Fighting back tears, Ball learned how starkly different her own life had been from Peggy’s.
The coal miner’s daughter left school at 15 to work as a domestic servant for wealthy families before later struggling with her mental health.
The programme revealed Peggy became deeply depressed after her eldest daughter, her son-in-law and their child moved to Lancashire.
She began fabricating stories about herself and became, according to records, “excessively extravagant with money”, running up large bills.
After being arrested for shoplifting in 1963 at the age of 50, doctors committed her when she began expressing “grandiose ideas” during her trial.
Peggy died in 1979, aged 66, when Ball was just nine. Her death certificate listed pneumonia, liver failure and manic-depressive psychosis.
Despite the painful revelations, there was also a moment of comfort for Ball when she was shown a second letter Peggy had written, mentioning knitting jumpers for Julia, who died from cancer in April 2024.
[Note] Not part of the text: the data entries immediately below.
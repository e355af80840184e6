//! Slot-addressed resource lookups.
//!
//! Resources live next to the app that owns them, so every lookup needs
//! the owning flash slot. Guests never know their slot; the manager's
//! proxy methods capture the running app's slot at call time and forward
//! here.

#[derive(Clone, Copy, Debug, PartialEq, Eq)]
pub struct BitmapHandle(pub u32);

#[derive(Clone, Copy, Debug, PartialEq, Eq)]
pub struct ResHandle(pub u32);

#[derive(Clone, Copy, Debug, PartialEq, Eq)]
pub struct FontHandle(pub u32);

pub trait ResourceStore: Send + Sync {
    fn bitmap(&self, resource_id: u32, slot: u8) -> Option<BitmapHandle>;

    fn handle(&self, resource_id: u16, slot: u8) -> Option<ResHandle>;

    fn custom_font(&self, handle: ResHandle, slot: u8) -> Option<FontHandle>;
}
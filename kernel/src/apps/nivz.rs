//! NiVZ watchface.

use log::info;

use crate::app::AppManager;

pub fn main(mgr: &'static AppManager) {
    info!("app: nivz face");
    mgr.app_event_loop();
}
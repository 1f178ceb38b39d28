//! Deposit Scanner
//!
//! Each cycle scans `(last_scraped_block, tip - confirmation_depth]` for
//! deposit logs in chunks of at most `max_block_spread` blocks. A chunk is
//! committed as one batch: every classification of the chunk plus the cursor
//! move. Overlapping cycles are skipped.

use std::collections::HashSet;
use std::fmt;
use std::sync::Arc;
use tokio::sync::Mutex;

use super::parser::{classify_log, deposit_event_topic};
use crate::common::{log_deposit_event, MinterError};
use crate::rpc::{EthRpcClient, GetLogsParam, LogEntry};
use crate::state::{InvariantViolation, MinterEvent, StateHandle};
use crate::types::{Address, DepositClassification};

/// Scanner configuration
#[derive(Debug, Clone, PartialEq, Eq)]
pub struct ScannerConfig {
    /// Blocks below the tip that are never scanned
    pub confirmation_depth: u64,
    /// Largest block range per `eth_getLogs` request
    pub max_block_spread: u64,
}

impl Default for ScannerConfig {
    fn default() -> Self {
        Self {
            confirmation_depth: 12,
            max_block_spread: 500,
        }
    }
}

/// Result of one scan cycle
#[derive(Debug, Clone, Default, PartialEq, Eq)]
pub struct ScanReport {
    /// Cursor before the cycle
    pub from_block: u64,
    /// Cursor after the cycle
    pub to_block: u64,
    pub chunks: usize,
    pub minted: usize,
    pub invalid: usize,
    /// Logs without identifiers or already classified
    pub skipped: usize,
}

impl ScanReport {
    pub fn has_activity(&self) -> bool {
        self.minted > 0 || self.invalid > 0 || self.skipped > 0
    }
}

impl fmt::Display for ScanReport {
    fn fmt(&self, f: &mut fmt::Formatter<'_>) -> fmt::Result {
        write!(
            f,
            "blocks ({}, {}]: {} chunks, {} minted, {} invalid, {} skipped",
            self.from_block, self.to_block, self.chunks, self.minted, self.invalid, self.skipped
        )
    }
}

#[derive(Debug, Default)]
struct ChunkOutcome {
    minted: usize,
    invalid: usize,
    skipped: usize,
}

/// Deposit scanner
pub struct DepositScanner {
    client: EthRpcClient,
    state: Arc<StateHandle>,
    config: ScannerConfig,
    /// Held for the duration of a cycle
    cycle: Mutex<()>,
}

impl DepositScanner {
    pub fn new(client: EthRpcClient, state: Arc<StateHandle>, config: ScannerConfig) -> Self {
        Self {
            client,
            state,
            config,
            cycle: Mutex::new(()),
        }
    }

    pub fn config(&self) -> &ScannerConfig {
        &self.config
    }

    /// Run one scan cycle
    ///
    /// Returns `Ok(None)` when another cycle is still running. On error the
    /// chunks committed before the failure stay committed.
    pub async fn scan(&self) -> Result<Option<ScanReport>, MinterError> {
        let _cycle = match self.cycle.try_lock() {
            Ok(guard) => guard,
            Err(_) => {
                tracing::debug!("deposit scan already running, skipping cycle");
                return Ok(None);
            }
        };

        let tip = self.client.block_number().await?;
        let safe_tip = tip.saturating_sub(self.config.confirmation_depth);

        let (cursor, helper_contract) = self
            .state
            .read(|s| (s.last_scraped_block(), s.helper_contract()))
            .await;

        let mut report = ScanReport {
            from_block: cursor,
            to_block: cursor,
            ..ScanReport::default()
        };

        let mut from = cursor.saturating_add(1);
        let mut spread = self.config.max_block_spread.max(1);

        while from <= safe_tip {
            let to = from.saturating_add(spread - 1).min(safe_tip);
            let filter = GetLogsParam {
                from_block: from,
                to_block: to,
                address: helper_contract,
                topic0: deposit_event_topic(),
            };

            let logs = match self.client.get_logs(&filter).await {
                Ok(logs) => logs,
                Err(e) if e.is_limit_exceeded() && to > from => {
                    spread = ((to - from + 1) / 2).max(1);
                    tracing::info!(
                        from_block = from,
                        to_block = to,
                        spread,
                        "log query too large, halving block range"
                    );
                    continue;
                }
                Err(e) => return Err(e.into()),
            };

            let outcome = self.commit_chunk(&helper_contract, from, to, &logs).await?;

            report.chunks += 1;
            report.minted += outcome.minted;
            report.invalid += outcome.invalid;
            report.skipped += outcome.skipped;
            report.to_block = to;
            from = to + 1;
        }

        Ok(Some(report))
    }

    /// Classify the logs of `[from, to]` and commit them with the cursor move
    async fn commit_chunk(
        &self,
        helper_contract: &Address,
        from: u64,
        to: u64,
        logs: &[LogEntry],
    ) -> Result<ChunkOutcome, MinterError> {
        let mut outcome = ChunkOutcome::default();

        let classifications: Vec<DepositClassification> = logs
            .iter()
            .filter_map(|log| {
                let classified = classify_log(log, helper_contract, from, to);
                if classified.is_none() {
                    outcome.skipped += 1;
                    tracing::warn!(
                        block_number = ?log.block_number,
                        transaction_hash = ?log.transaction_hash,
                        log_index = ?log.log_index,
                        "deposit log without transaction hash or log index, skipping"
                    );
                }
                classified
            })
            .collect();

        let accepted = self
            .state
            .commit_with(|state| {
                let cursor = state.last_scraped_block();
                if cursor != from - 1 {
                    return Err(MinterError::from(InvariantViolation::CursorRegression {
                        current: cursor,
                        proposed: to,
                    }));
                }

                let mut seen = HashSet::new();
                let mut events = Vec::with_capacity(classifications.len() + 1);
                let mut accepted = Vec::new();

                for classification in &classifications {
                    let source = *classification.source();
                    if state.is_classified(&source) || !seen.insert(source) {
                        continue;
                    }

                    events.push(match classification {
                        DepositClassification::Minted(minted) => {
                            MinterEvent::AcceptedDeposit(minted.clone())
                        }
                        DepositClassification::Invalid(invalid) => {
                            MinterEvent::InvalidDeposit(invalid.clone())
                        }
                    });
                    accepted.push(classification.clone());
                }

                events.push(MinterEvent::SyncedToBlock { block_number: to });
                Ok((events, accepted))
            })
            .await?;

        outcome.skipped += classifications.len() - accepted.len();

        for classification in &accepted {
            match classification {
                DepositClassification::Minted(minted) => {
                    outcome.minted += 1;
                    log_deposit_event(
                        "deposit_minted",
                        &minted.source.to_string(),
                        &minted.event.beneficiary.to_string(),
                        minted.event.amount,
                        Some(minted.block_number),
                        None,
                    );
                }
                DepositClassification::Invalid(invalid) => {
                    outcome.invalid += 1;
                    log_deposit_event(
                        "deposit_invalid",
                        &invalid.source.to_string(),
                        "",
                        0,
                        invalid.block_number,
                        Some(&invalid.reason.to_string()),
                    );
                }
            }
        }

        Ok(outcome)
    }
}
//! Deposit Log Parser
//!
//! Turns `ReceivedEth(address indexed from, uint256 value, bytes32 indexed
//! principal)` logs emitted by the helper contract into deposit
//! classifications.

use crate::rpc::LogEntry;
use crate::types::{
    keccak256, Address, DepositClassification, DepositEvent, EventSource, HostIdentity,
    InvalidDeposit, InvalidDepositReason, MintedDeposit,
};

/// Solidity signature of the deposit event
pub const DEPOSIT_EVENT_SIGNATURE: &str = "ReceivedEth(address,uint256,bytes32)";

/// Topic 0 of every deposit log
pub fn deposit_event_topic() -> [u8; 32] {
    keccak256(DEPOSIT_EVENT_SIGNATURE.as_bytes())
}

/// Classify one log returned for the block range `[from_block, to_block]`
///
/// Returns `None` when the log carries no transaction hash or log index:
/// such a log has no stable source to record and is skipped.
pub fn classify_log(
    log: &LogEntry,
    helper_contract: &Address,
    from_block: u64,
    to_block: u64,
) -> Option<DepositClassification> {
    let source = EventSource {
        transaction_hash: log.transaction_hash?,
        log_index: log.log_index?,
    };

    let classification = match parse_deposit(log, helper_contract, from_block, to_block) {
        Ok((block_number, event)) => DepositClassification::Minted(MintedDeposit {
            source,
            block_number,
            event,
        }),
        Err(reason) => DepositClassification::Invalid(InvalidDeposit {
            source,
            block_number: log.block_number,
            reason,
        }),
    };

    Some(classification)
}

fn parse_deposit(
    log: &LogEntry,
    helper_contract: &Address,
    from_block: u64,
    to_block: u64,
) -> Result<(u64, DepositEvent), InvalidDepositReason> {
    if log.removed {
        return Err(InvalidDepositReason::Removed);
    }

    let block_number = match log.block_number {
        Some(n) if (from_block..=to_block).contains(&n) => n,
        other => return Err(InvalidDepositReason::OutOfRange(other)),
    };

    if log.address != *helper_contract {
        return Err(InvalidDepositReason::UnexpectedEmitter(log.address));
    }

    if log.topics.first() != Some(&deposit_event_topic()) {
        return Err(InvalidDepositReason::UnexpectedTopic);
    }

    if log.topics.len() != 3 {
        return Err(InvalidDepositReason::TopicCount(log.topics.len()));
    }

    let source_address =
        Address::from_topic(&log.topics[1]).map_err(|_| InvalidDepositReason::MalformedSender)?;

    let beneficiary = HostIdentity::from_topic(&log.topics[2])
        .map_err(|e| InvalidDepositReason::MalformedBeneficiary(e.to_string()))?;

    let amount = parse_value(&log.data)?;

    Ok((
        block_number,
        DepositEvent {
            source_address,
            beneficiary,
            amount,
        },
    ))
}

/// Decode the 32-byte big-endian `uint256` value
fn parse_value(data: &[u8]) -> Result<u128, InvalidDepositReason> {
    if data.len() != 32 {
        return Err(InvalidDepositReason::MalformedData(data.len()));
    }

    let (high, low) = data.split_at(16);
    if high.iter().any(|b| *b != 0) {
        return Err(InvalidDepositReason::ValueOverflow);
    }

    let mut word = [0u8; 16];
    word.copy_from_slice(low);
    let amount = u128::from_be_bytes(word);

    if amount == 0 {
        return Err(InvalidDepositReason::ZeroValue);
    }

    Ok(amount)
}
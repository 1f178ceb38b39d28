//! Unit Conversion Utilities
//!
//! All amounts are carried in wei.

/// Amount in wei
pub type Wei = u128;

pub const WEI_PER_GWEI: Wei = 1_000_000_000;
pub const WEI_PER_ETH: Wei = 1_000_000_000_000_000_000;

/// Convert wei to an ETH string with 18 decimals (e.g., "0.001000000000000000")
pub fn wei_to_eth_string(wei: Wei) -> String {
    format!("{}.{:018}", wei / WEI_PER_ETH, wei % WEI_PER_ETH)
}

/// Human-readable wei amount, e.g. "1000000000 wei (0.000000001000000000 ETH)"
pub fn wei_to_display(wei: Wei) -> String {
    format!("{} wei ({} ETH)", wei, wei_to_eth_string(wei))
}

/// Parse a decimal wei amount, allowing `_` separators
pub fn parse_wei(s: &str) -> Option<Wei> {
    s.trim().replace('_', "").parse().ok()
}

#[cfg(test)]
mod tests {
    use super::*;

    #[test]
    fn test_wei_to_eth() {
        assert_eq!(wei_to_eth_string(0), "0.000000000000000000");
        assert_eq!(wei_to_eth_string(1), "0.000000000000000001");
        assert_eq!(wei_to_eth_string(WEI_PER_ETH), "1.000000000000000000");
        assert_eq!(
            wei_to_eth_string(1_500_000_000_000_000_000),
            "1.500000000000000000"
        );
    }

    #[test]
    fn test_parse_wei() {
        assert_eq!(parse_wei("1000"), Some(1000));
        assert_eq!(parse_wei("1_000_000"), Some(1_000_000));
        assert_eq!(parse_wei("  42 "), Some(42));
        assert_eq!(parse_wei("-1"), None);
    }
}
“I am really happy just to see she is doing well,” Ball said through tears. “Bless her heart. I am so relieved that she was OK again. Seeing my mum’s name in there as well. Thank you for showing me that.
“I am so glad she managed to get the right treatment. She was able to be a mother and a grandma.”
The emotional episode struck a chord with viewers, many of whom shared their reactions online.
“It’s so emotional studying family history,” one wrote on Instagram.
Another added: “Just watched your episode. Very moving and fascinating.”
A third commented: “A really brilliant episode… The letters from your grandma are so insightful about mental health issues. I’m sure they will be helpful for so many people to see.”
Elsewhere in the episode, Ball uncovered more stories of hardship in her family tree. One ancestor, Cornish miner-turned-Northumberland greengrocer James Temby, was unable to write his own name, signing legal documents with “the mark of James Temby”.
Born outside marriage, he grew up in severe poverty, while his mother Julia — who worked in the copper mines around Redruth — once appeared before magistrates after a fight with another woman.
Another branch of Ball’s family, living in Glasgow, endured similarly grim conditions, with around 50 people reportedly crammed into a four-storey tenement with just a single toilet in the yard.
Death certificates revealed ancestors who died from illnesses including tuberculosis and laryngitis, while several children did not survive infancy.